(Given data begins)

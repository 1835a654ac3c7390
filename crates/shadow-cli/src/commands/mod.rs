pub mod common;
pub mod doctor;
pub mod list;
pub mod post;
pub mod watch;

(Given data ends)

=== Work task ===
Please take the whole listing and write it out exactly.

=== Your solution ===
repository 1835a654ac3c7390
filename crates/shadow-cli/src/commands/mod.rs
pub mod common;
pub mod doctor;
pub mod list;
pub mod post;
pub mod watch;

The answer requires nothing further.